= Problem details =
What is needed is a copy of each line in the listing that contains "failed".

Task material Start Marker

//! Loading pipeline that feeds the graph view: reads a `GraphData` document
//! on a worker thread and reports phased [`LoadingStatus`] updates.

mod parse;

use std::fs;
use std::path::{Path, PathBuf};
use std::sync::mpsc::{self, Receiver};
use std::thread;

use anyhow::{Context, Result};
use tracing::info;

use crate::graph::{GraphData, LayoutConfig};

pub use parse::{GraphError, ValidationReport, parse_graph_data, validate_graph_data};

#[derive(Clone, Copy, Debug, Default, PartialEq, Eq)]
pub enum LoadPhase {
    #[default]
    Fetching,
    Validating,
    Building,
}

impl LoadPhase {
    pub fn label(self) -> &'static str {
        match self {
            Self::Fetching => "fetching",
            Self::Validating => "validating",
            Self::Building => "building",
        }
    }
}

#[derive(Clone, Debug, Default, PartialEq)]
pub struct LoadingStatus {
    pub phase: LoadPhase,
    /// Percent complete, 0-100, when the producer knows it.
    pub progress: Option<f32>,
    pub message: Option<String>,
    pub detail: Option<String>,
}

impl LoadingStatus {
    pub fn new(phase: LoadPhase) -> Self {
        Self {
            phase,
            ..Self::default()
        }
    }

    pub fn with_progress(mut self, progress: f32) -> Self {
        self.progress = Some(progress);
        self
    }

    pub fn with_message(mut self, message: impl Into<String>) -> Self {
        self.message = Some(message.into());
        self
    }

    pub fn with_detail(mut self, detail: impl Into<String>) -> Self {
        self.detail = Some(detail.into());
        self
    }

    pub fn message(&self) -> &str {
        self.message
            .as_deref()
            .filter(|message| !message.trim().is_empty())
            .unwrap_or("Loading...")
    }

    pub fn progress_fraction(&self) -> Option<f32> {
        self.progress
            .filter(|progress| progress.is_finite())
            .map(|progress| (progress / 100.0).clamp(0.0, 1.0))
    }
}

#[derive(Clone, Debug)]
pub struct LoadedGraph {
    pub data: GraphData,
    pub report: ValidationReport,
}

pub enum LoadUpdate {
    Status(LoadingStatus),
    Finished(Result<LoadedGraph, String>),
}

pub fn load_graph_file(
    path: &Path,
    mut report_status: impl FnMut(LoadingStatus),
) -> Result<LoadedGraph> {
    report_status(
        LoadingStatus::new(LoadPhase::Fetching)
            .with_progress(0.0)
            .with_message("Reading similarity graph")
            .with_detail(path.display().to_string()),
    );
    let raw = fs::read_to_string(path)
        .map_err(GraphError::from)
        .with_context(|| format!("failed to read {}", path.display()))?;

    report_status(
        LoadingStatus::new(LoadPhase::Validating)
            .with_progress(40.0)
            .with_message("Validating graph"),
    );
    let mut data = parse_graph_data(&raw)
        .with_context(|| format!("failed to parse {}", path.display()))?;
    let report = validate_graph_data(&mut data)
        .with_context(|| format!("graph in {} is not usable", path.display()))?;

    report_status(
        LoadingStatus::new(LoadPhase::Building)
            .with_progress(80.0)
            .with_message("Building graph")
            .with_detail(format!(
                "{} items, {} connections",
                data.nodes.len(),
                data.edges.len()
            )),
    );
    info!(
        path = %path.display(),
        nodes = data.nodes.len(),
        edges = data.edges.len(),
        "loaded similarity graph"
    );

    Ok(LoadedGraph { data, report })
}

pub fn spawn_load(path: PathBuf) -> Receiver<LoadUpdate> {
    let (tx, rx) = mpsc::channel();

    thread::spawn(move || {
        let status_tx = tx.clone();
        let result = load_graph_file(&path, |status| {
            let _ = status_tx.send(LoadUpdate::Status(status));
        })
        .map_err(|error| format!("{error:#}"));
        let _ = tx.send(LoadUpdate::Finished(result));
    });

    rx
}

pub fn load_layout_config(path: &Path) -> Result<LayoutConfig> {
    let raw = fs::read_to_string(path)
        .with_context(|| format!("failed to read layout config {}", path.display()))?;
    serde_json::from_str(&raw)
        .with_context(|| format!("invalid layout config in {}", path.display()))
}

#[cfg(test)]
mod tests {
    use super::*;

    fn temp_file(name: &str, contents: &str) -> PathBuf {
        let path = std::env::temp_dir().join(format!("reelgraph-{}-{name}", std::process::id()));
        fs::write(&path, contents).expect("write temp file");
        path
    }

    #[test]
    fn status_defaults_are_generic() {
        let status = LoadingStatus::default();
        assert_eq!(status.phase, LoadPhase::Fetching);
        assert_eq!(status.message(), "Loading...");
        assert_eq!(status.progress_fraction(), None);

        let blank = LoadingStatus::new(LoadPhase::Building).with_message("  ");
        assert_eq!(blank.message(), "Loading...");
        assert_eq!(
            LoadingStatus::default().with_progress(250.0).progress_fraction(),
            Some(1.0)
        );
        assert_eq!(
            LoadingStatus::default().with_progress(f32::NAN).progress_fraction(),
            None
        );
    }

    #[test]
    fn loading_reports_every_phase_in_order() {
        let path = temp_file(
            "phases.json",
            r#"{"nodes": [{"id": "a", "title": "A", "mediaType": "movie", "isCenter": true}], "edges": []}"#,
        );
        let mut phases = Vec::new();
        let loaded = load_graph_file(&path, |status| phases.push(status.phase)).expect("loads");
        let _ = fs::remove_file(&path);

        assert_eq!(
            phases,
            vec![LoadPhase::Fetching, LoadPhase::Validating, LoadPhase::Building]
        );
        assert_eq!(loaded.data.nodes.len(), 1);
    }

    #[test]
    fn missing_file_is_reported_with_its_path() {
        let error = load_graph_file(Path::new("/definitely/not/here.json"), |_| {})
            .expect_err("missing file");
        assert!(format!("{error:#}").contains("/definitely/not/here.json"));
    }

    #[test]
    fn worker_thread_finishes_with_a_result() {
        let path = temp_file("worker.json", r#"{"nodes": [], "edges": []}"#);
        let rx = spawn_load(path.clone());

        let mut finished = None;
        for update in rx.iter() {
            if let LoadUpdate::Finished(result) = update {
                finished = Some(result);
            }
        }
        let _ = fs::remove_file(&path);

        let loaded = finished.expect("finished").expect("valid graph");
        assert!(loaded.data.is_empty());
    }

    #[test]
    fn partial_layout_config_keeps_defaults() {
        let path = temp_file("layout.json", r#"{"chargeStrength": -400.0, "settleTicks": 5}"#);
        let config = load_layout_config(&path).expect("valid config");
        let _ = fs::remove_file(&path);

        assert_eq!(config.charge_strength, -400.0);
        assert_eq!(config.settle_ticks, 5);
        assert_eq!(config.alpha_decay, LayoutConfig::default().alpha_decay);
    }
}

Task material End Marker

= Result of this exercise =
        .with_context(|| format!("failed to read {}", path.display()))?;
        .with_context(|| format!("failed to parse {}", path.display()))?;
        .with_context(|| format!("failed to read layout config {}", path.display()))?;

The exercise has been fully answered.